On the Adapter Contract Fulfillment screen, map values to the attributes defined for the contract. These are the values that the target application requires to create a local session for the user.

If you are bridging an identity provider to one or more service providers, the values mapped to the authentication policy contracts are used by the associated SP connections to create assertions for the service providers (see Federation hub use cases).

At runtime, an SSO operation fails if PingFederate cannot fulfill the required attribute.

For each attribute, select a source from the list and then choose or enter a value.

  • AccountLink

    When selected, the Value list is populated with Local User ID. Normally, you would map Local User ID to an adapter attribute that represents the user identifier at the target. This source is not applicable to authentication policy contracts. In addition, this source appears only if you have elected to use account linking for a target session on the Identity Mapping screen.

  • Assertion or Provider Claims

    When selected, the Value list is populated with attributes from the SSO token. Select the desired attribute from the list.

    For example, to map the value of SAML_SUBJECT from a SAML assertion as the value of the subject user identifier on the contract, select Assertion from the Source list and SAML_SUBJECT from the Value list.

  • Context

    When selected, the Value list is populated with the available context of the transaction. Select the desired context from the list.

    Note:

    The HTTP Request context value is retrieved as a Java object rather than text. For this reason, OGNL expressions are more appropriate to evaluate and return values.

    Note:

    If you are configuring an OAuth Attribute Mapping configuration and PERSISTENT_GRANT_LIFETIME has been added as an extended attribute on the OAuth Server > Authorization Server Settings screen, you have the option to set the lifetime of persistent grants based on the outcome of attribute mapping expressions or the per-client Persistent Grants Max Lifetime setting.

    • To set lifetime based on the per-client Persistent Grants Max Lifetime setting, select Context as the source and Default Persistent Grant Lifetime as the value.
    • To set lifetime based on the outcome of attribute mapping expressions, select Expression as the source and enter an OGNL expression as the value.

      If the expression returns a positive integer, the value represents the lifetime of the persistent grant in minutes.

      If the expression returns the integer 0, PingFederate does not store the grant and does not issue refresh token.

      If the expression returns any other value, PingFederate sets the lifetime of the persistent grant based on the per-client Persistent Grants Max Lifetime setting.

    • To set a static lifetime, select Text as the source and enter a static value.

      This is most suitable for testing purposes or use cases where the persistent grant lifetime must always be set to a certain value in some specific grant-mapping configurations.

  • LDAP, JDBC, or Other

    When selected, the Value list is populated with attributes that you have selected from the datastore.

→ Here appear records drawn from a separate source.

//! Serializable response types for the MCP tools.
//!
//! All types implement `Serialize`, `Deserialize` and `JsonSchema` for MCP
//! protocol compatibility. Command results are the library's own
//! [`CommandResult`] and [`RetryResult`], wrapped with the advisory risk tier.

use schemars::JsonSchema;
use serde::{Deserialize, Serialize};

use crate::recovery::RiskLevel;
use crate::session::SessionState;
use crate::types::{CommandResult, RetryResult};

/// Session metadata for listings
#[derive(Debug, Clone, Serialize, Deserialize, JsonSchema)]
pub struct SessionInfo {
    pub session_id: String,
    /// Optional human-readable name for the session (useful for LLM identification)
    #[serde(default, skip_serializing_if = "Option::is_none")]
    pub name: Option<String>,
    /// `host:port`
    pub host: String,
    pub username: String,
    /// RFC3339 timestamp
    pub connected_at: String,
    /// Absent while a command is running on the session
    #[serde(default, skip_serializing_if = "Option::is_none")]
    pub state: Option<SessionState>,
    #[serde(default, skip_serializing_if = "Option::is_none")]
    pub working_directory: Option<String>,
    /// Whether an interactive shell channel is open
    pub interactive: bool,
    /// A command is currently running on this session
    pub busy: bool,
}

#[derive(Debug, Serialize, Deserialize, JsonSchema)]
pub struct SessionListResponse {
    /// Registered SSH sessions
    pub sessions: Vec<SessionInfo>,
    /// Total number of sessions
    #[schemars(schema_with = "crate::mcp::schema::uint")]
    pub count: usize,
}

#[derive(Debug, Serialize, Deserialize, JsonSchema)]
pub struct SshConnectResponse {
    pub session_id: String,
    pub message: String,
    pub authenticated: bool,
}

#[derive(Debug, Serialize, Deserialize, JsonSchema)]
pub struct SshShellOpenResponse {
    pub session_id: String,
    /// Directory the new shell started in
    pub working_directory: String,
    pub message: String,
}

/// Result of one command plus its advisory risk tier
#[derive(Debug, Serialize, Deserialize, JsonSchema)]
pub struct SshExecuteResponse {
    pub session_id: String,
    pub risk: RiskLevel,
    pub result: CommandResult,
}

#[derive(Debug, Serialize, Deserialize, JsonSchema)]
pub struct SshRecoveryResponse {
    pub session_id: String,
    /// Risk tier of the initial command
    pub risk: RiskLevel,
    /// Highest risk tier among all commands that actually ran
    pub highest_risk: RiskLevel,
    pub result: RetryResult,
}

#[derive(Debug, Serialize, Deserialize, JsonSchema)]
pub struct SshRiskResponse {
    pub command: String,
    pub risk: RiskLevel,
    /// The command matches the critical pattern table
    pub dangerous: bool,
    /// The command matches the high pattern table
    pub requires_confirmation: bool,
    /// Pattern that decided the tier
    #[serde(default, skip_serializing_if = "Option::is_none")]
    pub matched_pattern: Option<String>,
}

Select the desired attribute from the list.

  • Expression (when enabled)

    This option provides more complex mapping capabilities; for example, transforming incoming values into different formats. Select Expression from the Source list, click Edit under Actions, and compose your OGNL expressions. All variables available for text entries are also available for expressions (see Text).

    Note that expressions are not enabled by default. For more information about enabling and editing OGNL expressions, see Attribute mapping expressions.

  • No Mapping

    Select this option to ignore the Value field, causing no value selection to be necessary.

  • Text

    When selected, the text you enter is used at runtime. You can mix text with references to any of the values from the SSO token, using the ${attribute} syntax.

    You can also enter values from your datastore, when applicable, using this syntax:

    ${ds.attribute}

    where attribute is any attribute that you have selected from the datastore.

    Tip:

    Two other text variables are also available: ${SAML_SUBJECT} and ${TargetResource}. SAML_SUBJECT is the initiating user (or other entity). TargetResource is a reference to the protected application or other resource for which the user requested SSO access; the ${TargetResource} text variable is available only if specified as a query parameter for the relevant endpoint (either as TargetResource for SAML 2.0 or TARGET for SAML 1.x).

    There are a variety of reasons why you might hard code a text value. For example, if your web application provides a consumer service, you might want to supply a particular promotion code for the partner.

If you are editing a currently mapped adapter instance or APC, you can update the mapping configuration, which may require additional configuration changes in subsequent tasks.